Иса Капаев: Наше поколение живет прошлым
Что такое вызовы современности?
Террористы взрывают небоскребы — это ли не вызов? Или же то, что в России гибнет школа художественного перевода, — разве это не вызов современности? Даже египетские пирамиды — это тоже вызов. Поэтому думаю, что формулировка темы нашего “круглого стола” — размыта, и ее следовало бы конкретизировать. Но это замечание для будущих обсуждений.

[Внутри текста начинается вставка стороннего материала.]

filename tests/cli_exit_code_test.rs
#![cfg(unix)]

use std::path::{Path, PathBuf};
use std::process::{Command, Output};
use tempfile::TempDir;

// Same stand-in for `yolo export` as the adapter tests: broken checkpoints
// fail with a traceback, everything else gets a sibling artifact.
const FAKE_YOLO: &str = r#"
model=""
format=""
for arg in "$@"; do
  case "$arg" in
    model=*) model="${arg#model=}" ;;
    format=*) format="${arg#format=}" ;;
  esac
done
case "$model" in
  *broken.pt)
    echo "Traceback (most recent call last):" >&2
    echo "RuntimeError: PytorchStreamReader failed reading zip archive" >&2
    exit 1 ;;
esac
: > "${model%.pt}.$format"
"#;

struct Workspace {
    root: TempDir,
    models: PathBuf,
}

impl Workspace {
    fn new() -> Self {
        let root = TempDir::new().unwrap();
        std::fs::write(root.path().join("fake_yolo.sh"), FAKE_YOLO).unwrap();
        let models = root.path().join("models");
        std::fs::create_dir(&models).unwrap();
        Self { root, models }
    }

    fn models(&self) -> &Path {
        &self.models
    }

    fn models_arg(&self) -> String {
        self.models().to_str().unwrap().to_string()
    }

    fn command_arg(&self) -> String {
        format!("sh,{}", self.root.path().join("fake_yolo.sh").display())
    }

    fn checkpoint(&self, name: &str) {
        std::fs::write(self.models().join(name), b"checkpoint").unwrap();
    }
}

fn pt2onnx(args: &[&str]) -> Output {
    Command::new(env!("CARGO_BIN_EXE_pt2onnx"))
        .args(args)
        .env_remove("PT2ONNX_MODEL_DIR")
        .env_remove("RUST_LOG")
        .output()
        .unwrap()
}

fn stdout(output: &Output) -> String {
    String::from_utf8(output.stdout.clone()).unwrap()
}

#[test]
fn test_completed_batch_exits_zero() {
    let ws = Workspace::new();
    ws.checkpoint("m1.pt");

    let output = pt2onnx(&["--model-dir", &ws.models_arg(), "--command", &ws.command_arg()]);

    assert_eq!(output.status.code(), Some(0));
    let report = stdout(&output);
    assert!(report.starts_with("Found 1 .pt files to convert in"));
    assert!(report.contains("\nProcessing m1.pt...\n"));
    assert!(report.contains("Successfully converted m1.pt to ONNX format.\n"));
    assert!(report.contains("\nConversion process finished.\n"));
    assert!(ws.models().join("m1.onnx").exists());
}

#[test]
fn test_failed_conversion_exit_status_depends_on_fail_on_error() {
    let ws = Workspace::new();
    ws.checkpoint("broken.pt");
    ws.checkpoint("good.pt");
    let models = ws.models_arg();
    let command = ws.command_arg();

    let lenient = pt2onnx(&["--model-dir", &models, "--command", &command]);
    assert_eq!(lenient.status.code(), Some(0));
    let report = stdout(&lenient);
    assert!(report.contains(
        "Error converting broken.pt: RuntimeError: PytorchStreamReader failed reading zip archive\n"
    ));
    assert!(report.contains("Successfully converted good.pt to ONNX format.\n"));
    assert!(report.contains("Converted 1 of 2 files (1 failed).\n"));

    let strict = pt2onnx(&[
        "--model-dir",
        &models,
        "--command",
        &command,
        "--fail-on-error",
    ]);
    assert_eq!(strict.status.code(), Some(2));
    assert!(stdout(&strict).contains("\nConversion process finished.\n"));
}

#[test]
fn test_missing_directory_exits_cleanly() {
    let ws = Workspace::new();
    let missing = ws.root.path().join("static/mediapipe");
    let missing = missing.to_str().unwrap();

    let output = pt2onnx(&["--model-dir", missing, "--command", &ws.command_arg()]);

    assert_eq!(output.status.code(), Some(0));
    assert_eq!(
        stdout(&output),
        format!("Error: Directory not found at {}\n", missing)
    );
}

#[test]
fn test_missing_directory_exits_one_with_fail_on_error() {
    let ws = Workspace::new();
    let missing = ws.root.path().join("static/mediapipe");

    let output = pt2onnx(&[
        "--model-dir",
        missing.to_str().unwrap(),
        "--fail-on-error",
    ]);

    assert_eq!(output.status.code(), Some(1));
    assert!(stdout(&output).starts_with("Error: Directory not found at"));
}

#[test]
fn test_no_checkpoints_exits_zero() {
    let ws = Workspace::new();
    std::fs::write(ws.models().join("notes.txt"), b"").unwrap();

    let output = pt2onnx(&["--model-dir", &ws.models_arg()]);

    assert_eq!(output.status.code(), Some(0));
    assert_eq!(
        stdout(&output),
        format!("No .pt files found in {}\n", ws.models_arg())
    );
}

#[test]
fn test_invalid_configuration_exits_one() {
    let ws = Workspace::new();
    ws.checkpoint("m1.pt");

    let output = pt2onnx(&["--model-dir", &ws.models_arg(), "--suffix", "pt"]);

    assert_eq!(output.status.code(), Some(1));
    assert!(stdout(&output).is_empty());
    assert!(!ws.models().join("m1.onnx").exists());
}

#[test]
fn test_config_file_with_command_line_dry_run() {
    let ws = Workspace::new();
    ws.checkpoint("a.pt");
    let config_path = ws.root.path().join("pt2onnx.toml");
    std::fs::write(
        &config_path,
        format!(
            "[converter]\nmodel_dir = '{}'\n\n[exporter]\ncommand = ['sh', '{}']\n",
            ws.models_arg(),
            ws.root.path().join("fake_yolo.sh").display()
        ),
    )
    .unwrap();

    let output = pt2onnx(&["--config", config_path.to_str().unwrap(), "--dry-run"]);

    assert_eq!(output.status.code(), Some(0));
    let report = stdout(&output);
    assert!(report.contains("- a.pt\n"));
    assert!(!report.contains("Processing"));
    assert!(!ws.models().join("a.onnx").exists());
}

#[test]
fn test_config_file_fail_on_error_applies() {
    let ws = Workspace::new();
    ws.checkpoint("broken.pt");
    let config_path = ws.root.path().join("pt2onnx.toml");
    std::fs::write(
        &config_path,
        format!(
            "[converter]\nmodel_dir = '{}'\n\n[exporter]\ncommand = ['sh', '{}']\n\n[report]\nfail_on_error = true\n",
            ws.models_arg(),
            ws.root.path().join("fake_yolo.sh").display()
        ),
    )
    .unwrap();

    let output = pt2onnx(&["--config", config_path.to_str().unwrap()]);

    assert_eq!(output.status.code(), Some(2));
    assert!(stdout(&output).contains("Error converting broken.pt:"));
}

Я вполне согласен с Владимиром Медведевым, что при социализме литераторы и писатели тяготели к традиционному сознанию. В нем мы видели единственный выход для своих творческих исканий и были обращены в прошлое. Потому что мы не верили в будущее и искали себя в старине. И жили прошлым. К сожалению, наше поколение и по сей день живет прошлым.

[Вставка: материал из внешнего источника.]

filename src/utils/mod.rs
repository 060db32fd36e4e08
pub mod error;
pub mod logger;
pub mod monitor;
pub mod validation;
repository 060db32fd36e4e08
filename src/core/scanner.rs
use crate::domain::model::Checkpoint;
use crate::utils::error::{ConvertError, Result};
use std::io::ErrorKind;
use std::path::Path;

/// Lists the regular files in `dir` whose names end with `suffix`.
///
/// Matching is exact and case-sensitive. Results are sorted by file name so
/// repeated scans of an unchanged directory agree.
pub async fn scan_checkpoints(dir: &Path, suffix: &str) -> Result<Vec<Checkpoint>> {
    let mut entries = match tokio::fs::read_dir(dir).await {
        Ok(entries) => entries,
        Err(e) if e.kind() == ErrorKind::NotFound => {
            return Err(ConvertError::DirectoryNotFound {
                path: dir.display().to_string(),
            });
        }
        Err(e) => return Err(e.into()),
    };

    let mut checkpoints = Vec::new();
    while let Some(entry) = entries.next_entry().await? {
        let file_name = match entry.file_name().into_string() {
            Ok(name) => name,
            Err(raw) => {
                tracing::warn!("Skipping entry with non UTF-8 name: {:?}", raw);
                continue;
            }
        };

        if !file_name.ends_with(suffix) {
            continue;
        }

        let path = entry.path();
        // Follows symlinks, so a link to a checkpoint still counts.
        match tokio::fs::metadata(&path).await {
            Ok(meta) if meta.is_file() => checkpoints.push(Checkpoint { file_name, path }),
            Ok(_) => tracing::debug!("Skipping non-file entry {}", file_name),
            Err(e) => tracing::warn!("Skipping {}: {}", file_name, e),
        }
    }

    checkpoints.sort_by(|a, b| a.file_name.cmp(&b.file_name));
    tracing::debug!(
        "Scanned {}: {} candidate(s) matching '{}'",
        dir.display(),
        checkpoints.len(),
        suffix
    );

    Ok(checkpoints)
}
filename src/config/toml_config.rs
use crate::config::DEFAULT_INPUT_SUFFIX;
use crate::core::ConfigProvider;
use crate::domain::ports::ExporterBackend;
use crate::utils::error::{ConvertError, Result};
use crate::utils::validation::{validate_command, validate_path, validate_suffix, Validate};
use regex::Regex;
use serde::{Deserialize, Serialize};
use std::path::Path;

#[derive(Debug, Clone, Serialize, Deserialize)]
pub struct TomlConfig {
    pub converter: ConverterConfig,
    #[serde(default)]
    pub exporter: ExporterConfig,
    pub report: Option<ReportConfig>,
    pub monitoring: Option<MonitoringConfig>,
}

#[derive(Debug, Clone, Serialize, Deserialize)]
pub struct ConverterConfig {
    pub model_dir: String,
    #[serde(default = "default_input_suffix")]
    pub input_suffix: String,
}

#[derive(Debug, Clone, Default, Serialize, Deserialize)]
pub struct ExporterConfig {
    #[serde(default)]
    pub backend: ExporterBackend,
    #[serde(default)]
    pub command: Vec<String>,
}

#[derive(Debug, Clone, Default, Serialize, Deserialize)]
pub struct ReportConfig {
    pub path: Option<String>,
    pub fail_on_error: Option<bool>,
}

#[derive(Debug, Clone, Serialize, Deserialize)]
pub struct MonitoringConfig {
    pub enabled: bool,
}

fn default_input_suffix() -> String {
    DEFAULT_INPUT_SUFFIX.to_string()
}

impl TomlConfig {
    pub fn from_file<P: AsRef<Path>>(path: P) -> Result<Self> {
        let content = std::fs::read_to_string(&path).map_err(ConvertError::IoError)?;
        Self::from_toml_str(&content)
    }

    pub fn from_toml_str(content: &str) -> Result<Self> {
        let processed_content = Self::substitute_env_vars(content)?;

        toml::from_str(&processed_content).map_err(|e| ConvertError::ConfigValidationError {
            field: "toml_parsing".to_string(),
            message: format!("TOML parsing error: {}", e),
        })
    }

    /// Replaces `${VAR}` with the variable's value; unset variables stay as written.
    fn substitute_env_vars(content: &str) -> Result<String> {
        let re = Regex::new(r"\$\{([^}]+)\}").map_err(|e| ConvertError::ConfigError {
            message: e.to_string(),
        })?;

        let result = re.replace_all(content, |caps: &regex::Captures| {
            let var_name = &caps[1];
            std::env::var(var_name).unwrap_or_else(|_| format!("${{{}}}", var_name))
        });

        Ok(result.into_owned())
    }
}

impl ConfigProvider for TomlConfig {
    fn model_dir(&self) -> &str {
        &self.converter.model_dir
    }

    fn input_suffix(&self) -> &str {
        &self.converter.input_suffix
    }

    fn exporter_backend(&self) -> ExporterBackend {
        self.exporter.backend
    }

    fn exporter_command(&self) -> &[String] {
        &self.exporter.command
    }

    fn report_path(&self) -> Option<&str> {
        self.report.as_ref().and_then(|r| r.path.as_deref())
    }

    fn fail_on_error(&self) -> bool {
        self.report
            .as_ref()
            .and_then(|r| r.fail_on_error)
            .unwrap_or(false)
    }

    fn monitoring_enabled(&self) -> bool {
        self.monitoring.as_ref().map(|m| m.enabled).unwrap_or(false)
    }
}

impl Validate for TomlConfig {
    fn validate(&self) -> Result<()> {
        validate_path("converter.model_dir", &self.converter.model_dir)?;
        validate_suffix("converter.input_suffix", &self.converter.input_suffix)?;
        validate_command("exporter.command", &self.exporter.command)?;
        if let Some(path) = self.report_path() {
            validate_path("report.path", path)?;
        }
        Ok(())
    }
}
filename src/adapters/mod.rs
// Adapters layer: concrete implementations of the domain ports.

pub mod ultralytics;

pub use ultralytics::UltralyticsExporter;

Сейчас растет совершенно иная молодежь. Сегодня я встречаюсь с молодыми людьми и с грустью обнаруживаю, что даже тридцатилетние совершенно по-иному смотрят на мир. Мы больше, чем они, интересовались этнографией, больше задумывались о национальной самобытности. Современные молодые люди смотрят на традиционную аварскую одежду так, как некогда мы сами смотрели на национальную одежду шотландцев — килт, короткую мужскую юбку.

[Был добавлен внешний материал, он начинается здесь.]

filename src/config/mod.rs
pub mod toml_config;

/// Where checkpoints are looked for when nothing else is configured.
pub const DEFAULT_MODEL_DIR: &str = "static/mediapipe";
pub const DEFAULT_INPUT_SUFFIX: &str = ".pt";

#[cfg(feature = "cli")]
use crate::core::ConfigProvider;
#[cfg(feature = "cli")]
use crate::domain::ports::ExporterBackend;
#[cfg(feature = "cli")]
use crate::utils::error::Result;
#[cfg(feature = "cli")]
use crate::utils::validation::{validate_command, validate_path, validate_suffix, Validate};
#[cfg(feature = "cli")]
use clap::Parser;
#[cfg(feature = "cli")]
use serde::{Deserialize, Serialize};

#[cfg(feature = "cli")]
#[derive(Debug, Clone, Default, Serialize, Deserialize, Parser)]
#[command(name = "pt2onnx")]
#[command(about = "Batch-convert YOLO .pt checkpoints to ONNX with ultralytics")]
pub struct CliConfig {
    /// Directory containing the checkpoints [default: static/mediapipe]
    #[arg(long, env = "PT2ONNX_MODEL_DIR")]
    pub model_dir: Option<String>,

    /// File name suffix selecting checkpoints [default: .pt]
    #[arg(long)]
    pub suffix: Option<String>,

    /// How ultralytics is invoked [default: cli]
    #[arg(long, value_enum)]
    pub backend: Option<ExporterBackend>,

    /// Exporter program and leading arguments, comma separated
    #[arg(long, value_delimiter = ',')]
    pub command: Vec<String>,

    /// Path to a TOML configuration file
    #[arg(short, long)]
    pub config: Option<String>,

    /// Write a JSON report of the batch to this path
    #[arg(long)]
    pub report: Option<String>,

    /// Exit with status 2 when any conversion failed
    #[arg(long)]
    pub fail_on_error: bool,

    /// List the checkpoints that would be converted and stop
    #[arg(long)]
    pub dry_run: bool,

    #[arg(short, long, help = "Enable verbose output")]
    pub verbose: bool,

    #[arg(long, help = "Log resource usage after each conversion")]
    pub monitor: bool,

    #[arg(long, help = "Emit logs as JSON lines")]
    pub log_json: bool,
}

#[cfg(feature = "cli")]
impl CliConfig {
    /// Overlay the flags given on the command line onto a file configuration.
    pub fn apply_to(&self, config: &mut toml_config::TomlConfig) {
        if let Some(model_dir) = &self.model_dir {
            config.converter.model_dir = model_dir.clone();
        }
        if let Some(suffix) = &self.suffix {
            config.converter.input_suffix = suffix.clone();
        }
        if let Some(backend) = self.backend {
            config.exporter.backend = backend;
        }
        if !self.command.is_empty() {
            config.exporter.command = self.command.clone();
        }

        let report = config.report.get_or_insert_with(Default::default);
        if let Some(path) = &self.report {
            report.path = Some(path.clone());
        }
        if self.fail_on_error {
            report.fail_on_error = Some(true);
        }

        if self.monitor {
            config.monitoring = Some(toml_config::MonitoringConfig { enabled: true });
        }
    }
}

#[cfg(feature = "cli")]
impl ConfigProvider for CliConfig {
    fn model_dir(&self) -> &str {
        self.model_dir.as_deref().unwrap_or(DEFAULT_MODEL_DIR)
    }

    fn input_suffix(&self) -> &str {
        self.suffix.as_deref().unwrap_or(DEFAULT_INPUT_SUFFIX)
    }

    fn exporter_backend(&self) -> ExporterBackend {
        self.backend.unwrap_or_default()
    }

    fn exporter_command(&self) -> &[String] {
        &self.command
    }

    fn report_path(&self) -> Option<&str> {
        self.report.as_deref()
    }

    fn fail_on_error(&self) -> bool {
        self.fail_on_error
    }

    fn monitoring_enabled(&self) -> bool {
        self.monitor
    }
}

#[cfg(feature = "cli")]
impl Validate for CliConfig {
    fn validate(&self) -> Result<()> {
        validate_path("model_dir", self.model_dir())?;
        validate_suffix("suffix", self.input_suffix())?;
        validate_command("command", &self.command)?;
        if let Some(report) = &self.report {
            validate_path("report", report)?;
        }
        Ok(())
    }
}
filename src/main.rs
use anyhow::Context;
use clap::Parser;
use pt2onnx::core::ConfigProvider;
use pt2onnx::utils::{logger, validation::Validate};
use pt2onnx::{BatchConverter, CliConfig, RunOutcome, TomlConfig, UltralyticsExporter};
use std::process::ExitCode;

#[tokio::main]
async fn main() -> anyhow::Result<ExitCode> {
    let cli = CliConfig::parse();

    if cli.log_json {
        logger::init_json_logger(cli.verbose);
    } else {
        logger::init_cli_logger(cli.verbose);
    }

    tracing::info!("🚀 Starting pt2onnx");
    tracing::debug!("CLI config: {:?}", cli);

    if let Some(path) = cli.config.clone() {
        tracing::info!("📁 Loading configuration from: {}", path);
        let mut config = TomlConfig::from_file(&path)
            .with_context(|| format!("failed to load config file '{}'", path))?;
        cli.apply_to(&mut config);
        return run(config, cli.dry_run).await;
    }

    let dry_run = cli.dry_run;
    run(cli, dry_run).await
}

async fn run<C: ConfigProvider + Validate>(config: C, dry_run: bool) -> anyhow::Result<ExitCode> {
    if let Err(e) = config.validate() {
        tracing::error!("❌ Configuration validation failed: {}", e);
        tracing::error!("💡 Suggestion: {}", e.recovery_suggestion());
        eprintln!("❌ {}", e);
        return Ok(ExitCode::from(1));
    }

    let exporter = UltralyticsExporter::from_config(&config);
    tracing::info!("🔧 Exporter: {}", exporter.program());

    let fail_on_error = config.fail_on_error();
    let monitor_enabled = config.monitoring_enabled();
    if monitor_enabled {
        tracing::info!("🔍 System monitoring enabled");
    }

    let converter =
        BatchConverter::new_with_monitoring(exporter, config, monitor_enabled).with_dry_run(dry_run);

    match converter.run().await {
        Ok(RunOutcome::Completed(report)) => {
            tracing::info!(
                "✅ Batch finished: {} converted, {} failed",
                report.succeeded(),
                report.failed()
            );
            if fail_on_error && report.has_failures() {
                return Ok(ExitCode::from(2));
            }
            Ok(ExitCode::SUCCESS)
        }
        Ok(RunOutcome::NothingToConvert) | Ok(RunOutcome::DryRun(_)) => Ok(ExitCode::SUCCESS),
        // Already reported on stdout; a missing directory is "nothing to do"
        // unless failures were asked to be fatal.
        Err(e) if e.is_setup_error() => {
            tracing::warn!("💡 Suggestion: {}", e.recovery_suggestion());
            if fail_on_error {
                return Ok(ExitCode::from(1));
            }
            Ok(ExitCode::SUCCESS)
        }
        Err(e) => Err(e).context("conversion batch aborted"),
    }
}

А ведь многонациональная, многообразная Россия тем и прекрасна, что она многонациональна и многообразна. Поэтому нам, нашему поколению, нужно отстаивать нашу самобытность, чтобы Россия вошла в мир не тем, что бросает вызов современности, пытаясь утвердить свою гегемонию надо всем миром, — это мы уже проходили, — а именно богатством наших национальных культур.
Поэтому мне нравится Япония, которая развивалась естественным образом, используя традиционные элементы культуры так, что они органично вплелись в современный мир. Я не вижу в этом ничего зазорного и думаю, что и Россия также сможет использовать традиционные элементы в построении своего государства, общества и общественного сознания.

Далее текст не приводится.